The new derivative is only available with a six-speed manual gearbox and in Premium specification, which means you get a raft of bells and whistles, including a 4.3- inch touchscreen infotainment system, leather and cloth upholstery, loads of storage spaces and a list of safety equipment that is longer than the average weekend grocery list. Included in the price of R359,900 is also a five year/150,000km warranty, five-year/90,000km service plan and a five-year/150,000km roadside assistance package. If you want more, or if you are looking for an automatic then you will have to shell out for the 2l with its Elite specification, but the question that needed answering on the launch was whether you need to.

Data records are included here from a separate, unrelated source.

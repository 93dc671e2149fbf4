//! FITS image viewer.
//!
//! Layered as model (FITS I/O and pixel processing), viewmodel (presentation
//! state and operations) and view (egui widgets). Everything except the event
//! loop lives in the library so it can be driven from tests.

pub mod config;
pub mod logging;
pub mod model;
pub mod view;
pub mod viewmodel;
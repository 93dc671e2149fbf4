use std::path::PathBuf;
use thiserror::Error;

#[derive(Error, Debug)]
pub enum ModelError {
    #[error("FITS error: {0}")]
    Fits(#[from] fitsio::errors::Error),

    #[error("IO error: {0}")]
    Io(#[from] std::io::Error),

    #[error("PNG encoding failed: {0}")]
    Png(#[from] image::ImageError),

    #[error("no image data found in {}", .0.display())]
    NoImageData(PathBuf),

    #[error("unsupported FITS image: {0}")]
    UnsupportedShape(String),

    #[error("malformed FITS header: {0}")]
    Header(String),

    #[error("plane {index} out of range ({planes} planes)")]
    PlaneOutOfRange { index: usize, planes: usize },

    #[error(
        "frame width {actual} does not match {tap_width} pixels per tap with {num_taps} taps (expected {expected})"
    )]
    TapLayout {
        actual: usize,
        expected: usize,
        tap_width: usize,
        num_taps: usize,
    },

    #[error("image size mismatch: {0}")]
    SizeMismatch(String),
}

pub type Result<T> = std::result::Result<T, ModelError>;
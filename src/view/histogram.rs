use crate::model::stats::{Histogram, MAX_BINS};
use crate::viewmodel::HistogramSource;
use egui::{Color32, FontId, Pos2, Rect, Stroke, Vec2};

/// Colour of position `t` (0..=1) on the viridis ramp.
fn viridis(t: f32) -> Color32 {
    const STOPS: [[f32; 3]; 5] = [
        [68.0, 1.0, 84.0],
        [59.0, 82.0, 139.0],
        [33.0, 145.0, 140.0],
        [94.0, 201.0, 98.0],
        [253.0, 231.0, 37.0],
    ];
    let t = if t.is_finite() { t.clamp(0.0, 1.0) } else { 0.0 };
    let scaled = t * (STOPS.len() - 1) as f32;
    let i = (scaled.floor() as usize).min(STOPS.len() - 2);
    let f = scaled - i as f32;
    let lerp = |c: usize| (STOPS[i][c] + (STOPS[i + 1][c] - STOPS[i][c]) * f).round() as u8;
    Color32::from_rgb(lerp(0), lerp(1), lerp(2))
}

/// Histogram of the loaded images and the subtraction result, one at a time.
pub struct HistogramWindow {
    pub open: bool,
    sources: Vec<HistogramSource>,
    index: usize,
    bins: usize,
    /// `(index, bins)` the cached histogram was computed for.
    cached: Option<(usize, usize, Histogram)>,
}

impl HistogramWindow {
    pub fn new(bins: usize) -> Self {
        HistogramWindow {
            open: false,
            sources: Vec::new(),
            index: 0,
            bins: bins.clamp(1, MAX_BINS),
            cached: None,
        }
    }

    pub fn set_sources(&mut self, sources: Vec<HistogramSource>) {
        self.sources = sources;
        self.index = self.index.min(self.sources.len().saturating_sub(1));
        self.cached = None;
    }

    fn histogram(&mut self) -> Option<&Histogram> {
        let source = self.sources.get(self.index)?;
        let stale = !matches!(&self.cached, Some((i, b, _)) if *i == self.index && *b == self.bins);
        if stale {
            self.cached = Some((self.index, self.bins, Histogram::compute(&source.samples, self.bins)));
        }
        self.cached.as_ref().map(|(_, _, h)| h)
    }

    pub fn show(&mut self, ctx: &egui::Context) {
        let mut open = self.open;
        egui::Window::new("Image Histograms")
            .open(&mut open)
            .default_size([640.0, 480.0])
            .show(ctx, |ui| {
                if self.sources.is_empty() {
                    ui.label("No images available for histogram.");
                    return;
                }
                ui.label(egui::RichText::new(&self.sources[self.index].label).strong());
                if let Some(hist) = self.histogram().cloned() {
                    draw(ui, &hist);
                }

                ui.add(egui::Slider::new(&mut self.bins, 1..=MAX_BINS).show_value(false));
                ui.label(format!("Number of Bins: {}", self.bins));

                ui.horizontal(|ui| {
                    let last = self.sources.len() - 1;
                    if ui.add_enabled(self.index > 0, egui::Button::new("Previous")).clicked() {
                        self.index -= 1;
                    }
                    if ui.add_enabled(self.index < last, egui::Button::new("Next")).clicked() {
                        self.index += 1;
                    }
                    ui.label(format!("{} / {}", self.index + 1, self.sources.len()));
                });
            });
        self.open = open;
    }
}

fn draw(ui: &mut egui::Ui, hist: &Histogram) {
    let size = Vec2::new(ui.available_width().max(320.0), 300.0);
    let (response, painter) = ui.allocate_painter(size, egui::Sense::hover());
    let outer = response.rect;
    let text = ui.visuals().text_color();
    let font = FontId::proportional(12.0);

    painter.text(
        Pos2::new(outer.center().x, outer.top()),
        egui::Align2::CENTER_TOP,
        "Histogram of Pixel Intensities",
        FontId::proportional(14.0),
        text,
    );
    let plot = Rect::from_min_max(
        Pos2::new(outer.left() + 56.0, outer.top() + 24.0),
        Pos2::new(outer.right() - 12.0, outer.bottom() - 36.0),
    );

    let max_count = hist.max_count().max(1) as f32;
    let grid = Stroke::new(1.0, ui.visuals().weak_text_color().gamma_multiply(0.4));
    for step in 0..=4 {
        let frac = step as f32 / 4.0;
        let y = plot.bottom() - frac * plot.height();
        painter.line_segment([Pos2::new(plot.left(), y), Pos2::new(plot.right(), y)], grid);
        painter.text(
            Pos2::new(plot.left() - 4.0, y),
            egui::Align2::RIGHT_CENTER,
            format!("{:.0}", frac * max_count),
            font.clone(),
            text,
        );
    }

    let bins = hist.bins();
    let bar_width = plot.width() / bins as f32;
    for (i, &count) in hist.counts.iter().enumerate() {
        let height = count as f32 / max_count * plot.height();
        let x = plot.left() + i as f32 * bar_width;
        let bar = Rect::from_min_max(
            Pos2::new(x, plot.bottom() - height),
            Pos2::new(x + bar_width, plot.bottom()),
        );
        let t = if bins > 1 { i as f32 / (bins - 1) as f32 } else { 0.0 };
        painter.rect_filled(bar, 0.0, viridis(t));
        if bar_width >= 3.0 {
            painter.rect_stroke(bar, 0.0, Stroke::new(0.5, Color32::BLACK));
        }
    }
    painter.rect_stroke(plot, 0.0, Stroke::new(1.0, text));

    let (lo, hi) = (hist.edges[0], hist.edges[bins]);
    painter.text(plot.left_bottom() + Vec2::new(0.0, 4.0), egui::Align2::LEFT_TOP, format!("{lo:.1}"), font.clone(), text);
    painter.text(plot.right_bottom() + Vec2::new(0.0, 4.0), egui::Align2::RIGHT_TOP, format!("{hi:.1}"), font.clone(), text);
    painter.text(
        Pos2::new(plot.center().x, outer.bottom()),
        egui::Align2::CENTER_BOTTOM,
        "Pixel Intensity",
        font.clone(),
        text,
    );
    painter.text(
        Pos2::new(outer.left(), plot.top() - 4.0),
        egui::Align2::LEFT_BOTTOM,
        "Frequency",
        font,
        text,
    );
}

#[cfg(test)]
mod tests {
    use super::*;

    #[test]
    fn viridis_endpoints() {
        assert_eq!(viridis(0.0), Color32::from_rgb(68, 1, 84));
        assert_eq!(viridis(1.0), Color32::from_rgb(253, 231, 37));
        assert_eq!(viridis(f32::NAN), viridis(0.0));
        assert_eq!(viridis(0.5), Color32::from_rgb(33, 145, 140));
    }

    #[test]
    fn sources_clamp_index() {
        let mut w = HistogramWindow::new(1000);
        assert_eq!(w.bins, MAX_BINS);
        w.set_sources(vec![
            HistogramSource { label: "a".into(), samples: vec![1.0, 2.0] },
            HistogramSource { label: "b".into(), samples: vec![3.0] },
        ]);
        w.index = 1;
        w.set_sources(vec![HistogramSource { label: "a".into(), samples: vec![1.0] }]);
        assert_eq!(w.index, 0);
        assert_eq!(w.histogram().unwrap().total(), 1);
    }
}
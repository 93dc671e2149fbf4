//! Pixel statistics: ranges, histograms and histogram-based quantiles.

pub const MAX_BINS: usize = 256;

/// Bin count used for quantile estimates; avoids sorting multi-megapixel frames.
const QUANTILE_BINS: usize = 4096;

/// Min and max over finite values, `(0, 1)` when there are none.
pub fn min_max(values: &[f32]) -> (f32, f32) {
    let (min, max) = values
        .iter()
        .filter(|v| v.is_finite())
        .fold((f32::MAX, f32::MIN), |(lo, hi), &v| (lo.min(v), hi.max(v)));
    if min > max {
        (0.0, 1.0)
    } else {
        (min, max)
    }
}

/// Equal-width histogram of pixel intensities.
#[derive(Debug, Clone, PartialEq)]
pub struct Histogram {
    /// `counts.len() + 1` bin edges, ascending.
    pub edges: Vec<f32>,
    pub counts: Vec<u64>,
}

impl Histogram {
    /// Bin finite samples over their own `[min, max]` range.
    ///
    /// The last bin is closed on the right. A constant sample set is binned
    /// over `[v - 0.5, v + 0.5]`, an empty one over `[0, 1]`.
    pub fn compute(samples: &[f32], bins: usize) -> Self {
        let bins = bins.clamp(1, MAX_BINS);
        let finite = samples.iter().filter(|v| v.is_finite());
        let (lo, hi) = match finite.clone().fold(None, |acc: Option<(f32, f32)>, &v| {
            Some(acc.map_or((v, v), |(lo, hi)| (lo.min(v), hi.max(v))))
        }) {
            None => (0.0, 1.0),
            Some((v, w)) if v == w => (v - 0.5, v + 0.5),
            Some(range) => range,
        };

        let width = (hi - lo) / bins as f32;
        let edges = (0..=bins).map(|i| lo + width * i as f32).collect();
        let mut counts = vec![0u64; bins];
        for &v in finite {
            let bin = (((v - lo) / (hi - lo)) * bins as f32) as usize;
            counts[bin.min(bins - 1)] += 1;
        }
        Histogram { edges, counts }
    }

    pub fn bins(&self) -> usize {
        self.counts.len()
    }

    pub fn total(&self) -> u64 {
        self.counts.iter().sum()
    }

    pub fn max_count(&self) -> u64 {
        self.counts.iter().copied().max().unwrap_or(0)
    }
}

/// Cumulative-count histogram over `[lo, hi]` used by the quantile helpers.
struct Cumulative {
    hist: Vec<u64>,
    count: u64,
}

impl Cumulative {
    fn new(data: &[f32], lo: f32, hi: f32) -> Option<Self> {
        let range = hi - lo;
        if range <= 0.0 {
            return None;
        }
        let mut hist = vec![0u64; QUANTILE_BINS];
        let mut count = 0u64;
        for &v in data.iter().filter(|v| v.is_finite()) {
            let norm = ((v - lo) / range).clamp(0.0, 1.0);
            hist[((norm * (QUANTILE_BINS - 1) as f32) as usize).min(QUANTILE_BINS - 1)] += 1;
            count += 1;
        }
        (count > 0).then_some(Cumulative { hist, count })
    }

    /// Fraction of `[lo, hi]` at which the running count reaches `target`.
    fn position(&self, target: u64) -> f32 {
        let mut seen = 0u64;
        for (i, &h) in self.hist.iter().enumerate() {
            seen += h;
            if seen >= target {
                return i as f32 / (QUANTILE_BINS - 1) as f32;
            }
        }
        1.0
    }
}

/// Quantile `q` (0..=1) of the finite values in `[lo, hi]`, expressed as a
/// fraction of that range. Returns 1.0 when the range or data is empty.
pub fn percentile(data: &[f32], lo: f32, hi: f32, q: f64) -> f32 {
    match Cumulative::new(data, lo, hi) {
        Some(c) => {
            let target = ((c.count as f64 * q).ceil() as u64).clamp(1, c.count);
            c.position(target)
        }
        None => 1.0,
    }
}

/// Median of the finite values in `[lo, hi]` as a fraction of that range.
pub fn median(data: &[f32], lo: f32, hi: f32) -> f32 {
    match Cumulative::new(data, lo, hi) {
        Some(c) => c.position(c.count.div_ceil(2)),
        None => 0.5,
    }
}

Heading out from Roodepoort on Johannesburg’s West Rand, the engine provided really good response, so much so in fact that I imagine it could embarrass a few larger but older diesel mills, especially those that suffer from the dreaded turbo lag at altitude. There was almost no lag with the new engine as we travelled through the urban environment. The sixth gear is very much a cruising gear with torque available for high speed overtaking, but generally I had to drop at least one gear to pass anything. Here the 2l will show a marked difference over its lesser sibling.
Travelling through the Broederstroom area the engine pulled really well, particularly on the uphill stretches but when we came across a farmer putting foot up the hill in his Toyota Land Cruiser bakkie, the ix35 lacked the true kick to pass him. Even with the accelerator flat to the floor, the Land Cruiser with its mountain-moving torque stayed ahead. It wasn’t even going that fast, just fast enough to show that the ix35 lacks that top-end power.
The rest of the time it was smooth sailing, even when travelling over some gravel road sections on the route. Here the engine again showed a willingness to cruise which combined well with the comfort levels I expected of the vehicle. Body roll was a bit more noticeable than I expected but this was almost cancelled out by a superb level of protection from noise, vibration and harshness, particularly when it came to the very quiet interior environment. Hyundai has created a great engine, which matches the crossover nature. If you are looking to spend more time travelling out of town than in it, then I would suggest you go for the larger 2l model, even more so if you intend to tow anything, but if you are a city slicker who occasionally ventures beyond the city limits then it should serve you well.
Interestingly. a spokesperson for the company said Hyundai has no plans to share the engine with sister company Kia. It remains to be seen if that will actually be the case because I think it will also suit many a Sportage driver. Apparently there are also no plans to put it in any of Hyundai’s sedan or hatch models, which would also be a pity because it will be even more responsive in something like the Accent or Elantra. Pricing for the ix35 ranges between R324,900 and R469,900.